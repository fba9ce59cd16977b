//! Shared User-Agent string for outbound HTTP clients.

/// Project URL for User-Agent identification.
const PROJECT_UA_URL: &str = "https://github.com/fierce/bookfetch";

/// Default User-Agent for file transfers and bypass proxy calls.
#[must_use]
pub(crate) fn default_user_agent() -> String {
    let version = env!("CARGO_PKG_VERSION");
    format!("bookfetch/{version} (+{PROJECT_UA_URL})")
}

========

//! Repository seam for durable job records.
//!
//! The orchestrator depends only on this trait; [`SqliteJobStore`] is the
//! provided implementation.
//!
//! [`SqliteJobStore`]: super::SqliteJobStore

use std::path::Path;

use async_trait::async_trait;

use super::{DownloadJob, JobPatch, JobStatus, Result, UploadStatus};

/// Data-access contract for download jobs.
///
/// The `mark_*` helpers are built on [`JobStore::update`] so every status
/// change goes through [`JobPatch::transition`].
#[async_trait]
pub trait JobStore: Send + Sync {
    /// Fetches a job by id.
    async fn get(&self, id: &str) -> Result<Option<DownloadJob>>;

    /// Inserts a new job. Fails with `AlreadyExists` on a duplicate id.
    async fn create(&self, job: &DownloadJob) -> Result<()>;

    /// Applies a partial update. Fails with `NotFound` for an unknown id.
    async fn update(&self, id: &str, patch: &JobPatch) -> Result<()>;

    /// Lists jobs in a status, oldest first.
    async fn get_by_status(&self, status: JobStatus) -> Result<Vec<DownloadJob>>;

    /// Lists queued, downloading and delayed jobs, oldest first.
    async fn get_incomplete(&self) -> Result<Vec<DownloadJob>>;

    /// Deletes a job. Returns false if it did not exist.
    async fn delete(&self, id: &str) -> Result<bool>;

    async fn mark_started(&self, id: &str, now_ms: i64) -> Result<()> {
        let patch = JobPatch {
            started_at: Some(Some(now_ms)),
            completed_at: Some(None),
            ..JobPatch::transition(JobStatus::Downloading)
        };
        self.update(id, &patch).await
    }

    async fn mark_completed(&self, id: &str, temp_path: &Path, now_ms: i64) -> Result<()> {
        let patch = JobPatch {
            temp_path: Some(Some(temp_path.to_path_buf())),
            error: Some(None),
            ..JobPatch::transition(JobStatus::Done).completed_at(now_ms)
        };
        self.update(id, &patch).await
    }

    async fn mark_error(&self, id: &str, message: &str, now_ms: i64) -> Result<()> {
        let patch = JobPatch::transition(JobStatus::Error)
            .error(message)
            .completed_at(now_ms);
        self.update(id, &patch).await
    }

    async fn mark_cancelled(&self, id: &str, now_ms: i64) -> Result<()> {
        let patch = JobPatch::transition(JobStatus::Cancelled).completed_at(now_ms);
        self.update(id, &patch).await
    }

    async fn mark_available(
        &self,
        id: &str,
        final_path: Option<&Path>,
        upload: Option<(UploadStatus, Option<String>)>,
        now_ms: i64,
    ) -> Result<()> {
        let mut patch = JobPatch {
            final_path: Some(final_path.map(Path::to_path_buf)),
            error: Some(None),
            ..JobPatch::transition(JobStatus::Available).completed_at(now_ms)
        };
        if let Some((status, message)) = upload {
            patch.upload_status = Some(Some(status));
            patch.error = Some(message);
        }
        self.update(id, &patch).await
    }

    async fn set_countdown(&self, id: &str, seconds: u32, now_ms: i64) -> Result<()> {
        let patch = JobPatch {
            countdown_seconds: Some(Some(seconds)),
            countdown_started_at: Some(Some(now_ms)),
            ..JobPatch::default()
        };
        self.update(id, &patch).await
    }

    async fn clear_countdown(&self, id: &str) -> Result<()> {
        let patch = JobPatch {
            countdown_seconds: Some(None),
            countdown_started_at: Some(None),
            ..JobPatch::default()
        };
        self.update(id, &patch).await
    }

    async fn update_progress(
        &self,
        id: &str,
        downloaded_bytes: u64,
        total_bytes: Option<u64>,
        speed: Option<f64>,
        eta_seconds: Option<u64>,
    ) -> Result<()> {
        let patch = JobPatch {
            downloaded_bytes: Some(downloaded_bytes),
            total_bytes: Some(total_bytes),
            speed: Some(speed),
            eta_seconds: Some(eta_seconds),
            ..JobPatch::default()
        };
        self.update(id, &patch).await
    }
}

========

**WHAT THE TASK REQUIRES:**
If a line in the data contains the string "SqliteJobStore", copy it.

**RESULT:**
//! The orchestrator depends only on this trait; [`SqliteJobStore`] is the
//! [`SqliteJobStore`]: super::SqliteJobStore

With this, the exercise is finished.